Prompt ▸ In the records below, begin at the line that has "let mut style: Option<StyleValue> = None;" and stop after the line that has "ValueToken::Static(text) if is_border_style(text)"; quote those lines verbatim and nothing more.

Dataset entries

_ _ _

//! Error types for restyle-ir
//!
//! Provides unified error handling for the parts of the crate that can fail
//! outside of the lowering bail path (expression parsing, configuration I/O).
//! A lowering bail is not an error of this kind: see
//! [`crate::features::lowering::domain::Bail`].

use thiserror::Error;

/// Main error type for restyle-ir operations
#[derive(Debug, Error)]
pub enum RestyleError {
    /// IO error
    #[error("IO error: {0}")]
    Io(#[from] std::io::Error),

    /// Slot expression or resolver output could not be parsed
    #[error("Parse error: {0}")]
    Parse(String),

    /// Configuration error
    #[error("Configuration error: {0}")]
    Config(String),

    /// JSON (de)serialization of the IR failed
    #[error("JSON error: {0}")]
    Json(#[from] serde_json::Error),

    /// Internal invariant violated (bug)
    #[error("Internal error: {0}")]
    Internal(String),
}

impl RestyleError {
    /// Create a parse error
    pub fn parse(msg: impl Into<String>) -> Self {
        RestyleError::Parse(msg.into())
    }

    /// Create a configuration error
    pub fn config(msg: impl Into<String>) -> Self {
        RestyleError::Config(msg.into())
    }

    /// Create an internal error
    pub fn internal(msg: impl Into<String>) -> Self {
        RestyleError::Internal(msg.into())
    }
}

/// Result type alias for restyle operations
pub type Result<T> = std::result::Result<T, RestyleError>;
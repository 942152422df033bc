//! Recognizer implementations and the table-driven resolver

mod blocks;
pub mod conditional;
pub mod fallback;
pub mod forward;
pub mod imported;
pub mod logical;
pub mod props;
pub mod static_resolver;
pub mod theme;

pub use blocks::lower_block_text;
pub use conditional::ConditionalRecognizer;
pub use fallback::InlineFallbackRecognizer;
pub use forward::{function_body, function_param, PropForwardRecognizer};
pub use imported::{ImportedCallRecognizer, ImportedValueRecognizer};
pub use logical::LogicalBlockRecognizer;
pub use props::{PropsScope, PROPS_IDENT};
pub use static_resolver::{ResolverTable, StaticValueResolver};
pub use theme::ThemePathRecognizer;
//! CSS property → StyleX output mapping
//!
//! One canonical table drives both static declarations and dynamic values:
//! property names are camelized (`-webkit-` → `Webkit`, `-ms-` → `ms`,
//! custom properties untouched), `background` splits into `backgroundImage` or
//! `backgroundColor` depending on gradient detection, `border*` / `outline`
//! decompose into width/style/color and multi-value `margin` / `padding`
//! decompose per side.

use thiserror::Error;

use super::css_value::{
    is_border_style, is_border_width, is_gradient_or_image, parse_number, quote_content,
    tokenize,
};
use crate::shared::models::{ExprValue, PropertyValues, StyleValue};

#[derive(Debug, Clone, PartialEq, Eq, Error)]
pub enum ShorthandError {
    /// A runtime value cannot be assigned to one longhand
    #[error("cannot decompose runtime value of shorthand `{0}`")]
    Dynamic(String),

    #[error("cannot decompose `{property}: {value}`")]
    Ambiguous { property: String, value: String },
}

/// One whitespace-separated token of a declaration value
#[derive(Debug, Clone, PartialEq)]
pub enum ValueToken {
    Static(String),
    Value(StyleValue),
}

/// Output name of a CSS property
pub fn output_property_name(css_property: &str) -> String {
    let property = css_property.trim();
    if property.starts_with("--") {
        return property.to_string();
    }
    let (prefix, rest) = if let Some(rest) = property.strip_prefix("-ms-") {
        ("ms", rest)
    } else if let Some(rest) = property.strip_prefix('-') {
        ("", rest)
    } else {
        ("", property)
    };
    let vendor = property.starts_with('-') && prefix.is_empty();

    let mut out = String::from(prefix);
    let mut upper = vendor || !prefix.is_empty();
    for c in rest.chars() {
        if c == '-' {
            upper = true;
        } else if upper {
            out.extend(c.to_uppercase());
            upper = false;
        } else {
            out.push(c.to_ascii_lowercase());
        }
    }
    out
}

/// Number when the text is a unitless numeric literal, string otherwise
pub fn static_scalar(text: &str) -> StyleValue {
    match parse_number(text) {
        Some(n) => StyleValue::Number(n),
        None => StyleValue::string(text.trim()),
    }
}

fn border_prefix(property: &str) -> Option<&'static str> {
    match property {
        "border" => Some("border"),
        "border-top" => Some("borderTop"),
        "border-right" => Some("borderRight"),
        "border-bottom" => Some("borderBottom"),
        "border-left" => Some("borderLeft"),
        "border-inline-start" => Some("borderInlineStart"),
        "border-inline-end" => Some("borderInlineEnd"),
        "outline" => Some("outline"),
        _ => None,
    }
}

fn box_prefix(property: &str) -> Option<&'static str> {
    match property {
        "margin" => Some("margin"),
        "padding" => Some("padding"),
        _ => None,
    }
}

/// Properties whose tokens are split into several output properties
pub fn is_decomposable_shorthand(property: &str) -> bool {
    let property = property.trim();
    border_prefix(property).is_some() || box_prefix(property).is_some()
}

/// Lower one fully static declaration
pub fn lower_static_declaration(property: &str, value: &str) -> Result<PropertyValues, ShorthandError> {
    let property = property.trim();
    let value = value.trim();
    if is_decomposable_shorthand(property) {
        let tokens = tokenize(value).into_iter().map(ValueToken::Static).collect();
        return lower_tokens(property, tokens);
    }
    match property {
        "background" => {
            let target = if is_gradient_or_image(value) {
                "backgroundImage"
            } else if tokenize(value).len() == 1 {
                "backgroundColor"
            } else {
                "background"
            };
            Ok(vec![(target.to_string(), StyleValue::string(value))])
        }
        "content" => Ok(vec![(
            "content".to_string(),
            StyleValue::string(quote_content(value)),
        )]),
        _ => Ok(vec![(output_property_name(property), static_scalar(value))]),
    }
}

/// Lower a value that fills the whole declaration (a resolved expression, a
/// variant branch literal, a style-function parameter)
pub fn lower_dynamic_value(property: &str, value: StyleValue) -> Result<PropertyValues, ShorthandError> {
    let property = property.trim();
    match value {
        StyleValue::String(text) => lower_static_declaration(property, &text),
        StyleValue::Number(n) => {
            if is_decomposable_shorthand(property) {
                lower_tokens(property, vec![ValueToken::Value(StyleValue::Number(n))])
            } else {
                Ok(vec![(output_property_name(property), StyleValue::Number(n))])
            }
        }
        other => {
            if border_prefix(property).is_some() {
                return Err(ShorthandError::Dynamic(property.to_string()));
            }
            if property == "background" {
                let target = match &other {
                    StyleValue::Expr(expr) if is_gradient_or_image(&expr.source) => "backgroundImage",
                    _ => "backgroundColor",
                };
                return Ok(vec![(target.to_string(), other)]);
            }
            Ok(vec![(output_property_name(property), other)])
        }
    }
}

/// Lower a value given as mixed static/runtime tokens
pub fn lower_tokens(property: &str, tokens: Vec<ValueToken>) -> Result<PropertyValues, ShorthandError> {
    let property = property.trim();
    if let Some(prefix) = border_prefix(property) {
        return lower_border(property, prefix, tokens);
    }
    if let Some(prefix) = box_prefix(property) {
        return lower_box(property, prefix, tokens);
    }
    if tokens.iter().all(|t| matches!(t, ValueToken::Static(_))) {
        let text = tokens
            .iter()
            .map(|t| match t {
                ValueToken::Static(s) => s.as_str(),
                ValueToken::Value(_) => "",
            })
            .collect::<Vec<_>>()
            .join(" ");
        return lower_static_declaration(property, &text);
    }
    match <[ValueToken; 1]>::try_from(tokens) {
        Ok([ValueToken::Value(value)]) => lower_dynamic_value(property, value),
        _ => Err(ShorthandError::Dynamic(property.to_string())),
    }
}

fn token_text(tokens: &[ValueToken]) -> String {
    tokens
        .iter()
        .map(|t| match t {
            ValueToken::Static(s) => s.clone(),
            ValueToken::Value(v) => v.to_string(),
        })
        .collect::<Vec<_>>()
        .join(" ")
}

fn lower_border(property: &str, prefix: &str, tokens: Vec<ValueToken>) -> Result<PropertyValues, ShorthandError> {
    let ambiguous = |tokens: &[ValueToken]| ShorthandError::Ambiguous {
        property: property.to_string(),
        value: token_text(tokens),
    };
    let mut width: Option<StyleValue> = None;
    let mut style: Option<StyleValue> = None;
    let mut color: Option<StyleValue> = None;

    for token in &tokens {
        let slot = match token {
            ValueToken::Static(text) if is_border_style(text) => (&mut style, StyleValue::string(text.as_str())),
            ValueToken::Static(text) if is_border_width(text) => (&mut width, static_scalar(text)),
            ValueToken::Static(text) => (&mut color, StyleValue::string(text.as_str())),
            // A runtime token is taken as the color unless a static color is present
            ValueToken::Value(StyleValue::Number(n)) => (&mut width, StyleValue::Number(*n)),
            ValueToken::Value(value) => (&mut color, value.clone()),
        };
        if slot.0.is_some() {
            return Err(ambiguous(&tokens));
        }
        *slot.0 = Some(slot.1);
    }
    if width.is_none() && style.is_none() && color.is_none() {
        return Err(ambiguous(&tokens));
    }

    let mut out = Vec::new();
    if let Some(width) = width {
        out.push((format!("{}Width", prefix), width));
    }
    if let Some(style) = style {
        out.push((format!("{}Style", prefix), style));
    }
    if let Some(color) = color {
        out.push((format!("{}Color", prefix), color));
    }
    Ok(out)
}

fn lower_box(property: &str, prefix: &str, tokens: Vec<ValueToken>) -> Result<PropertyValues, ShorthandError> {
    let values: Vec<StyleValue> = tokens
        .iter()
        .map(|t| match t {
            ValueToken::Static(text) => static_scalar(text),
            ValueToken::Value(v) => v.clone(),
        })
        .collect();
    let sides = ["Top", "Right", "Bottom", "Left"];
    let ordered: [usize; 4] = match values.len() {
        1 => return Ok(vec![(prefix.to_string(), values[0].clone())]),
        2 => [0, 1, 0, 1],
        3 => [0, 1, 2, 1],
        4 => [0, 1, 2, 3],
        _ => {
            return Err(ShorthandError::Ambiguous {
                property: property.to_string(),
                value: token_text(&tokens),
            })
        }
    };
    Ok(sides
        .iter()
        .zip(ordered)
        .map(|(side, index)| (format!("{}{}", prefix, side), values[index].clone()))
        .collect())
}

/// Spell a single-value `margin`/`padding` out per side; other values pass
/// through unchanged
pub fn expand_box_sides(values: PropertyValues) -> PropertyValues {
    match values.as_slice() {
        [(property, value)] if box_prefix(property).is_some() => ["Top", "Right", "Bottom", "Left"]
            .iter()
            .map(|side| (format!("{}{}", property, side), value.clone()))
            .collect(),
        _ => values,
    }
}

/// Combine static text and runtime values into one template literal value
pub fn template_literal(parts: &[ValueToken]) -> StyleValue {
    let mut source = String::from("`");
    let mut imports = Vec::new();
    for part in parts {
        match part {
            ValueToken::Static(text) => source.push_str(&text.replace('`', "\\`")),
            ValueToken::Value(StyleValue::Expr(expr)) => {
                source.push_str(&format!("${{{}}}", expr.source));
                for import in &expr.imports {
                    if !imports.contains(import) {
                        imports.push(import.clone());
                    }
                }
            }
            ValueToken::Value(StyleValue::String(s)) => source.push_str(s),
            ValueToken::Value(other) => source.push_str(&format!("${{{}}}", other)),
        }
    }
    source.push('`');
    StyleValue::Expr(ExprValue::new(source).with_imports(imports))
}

_ _ _

Solution to this problem ▸
    let mut style: Option<StyleValue> = None;
    let mut color: Option<StyleValue> = None;

    for token in &tokens {
        let slot = match token {
            ValueToken::Static(text) if is_border_style(text) => (&mut style, StyleValue::string(text.as_str())),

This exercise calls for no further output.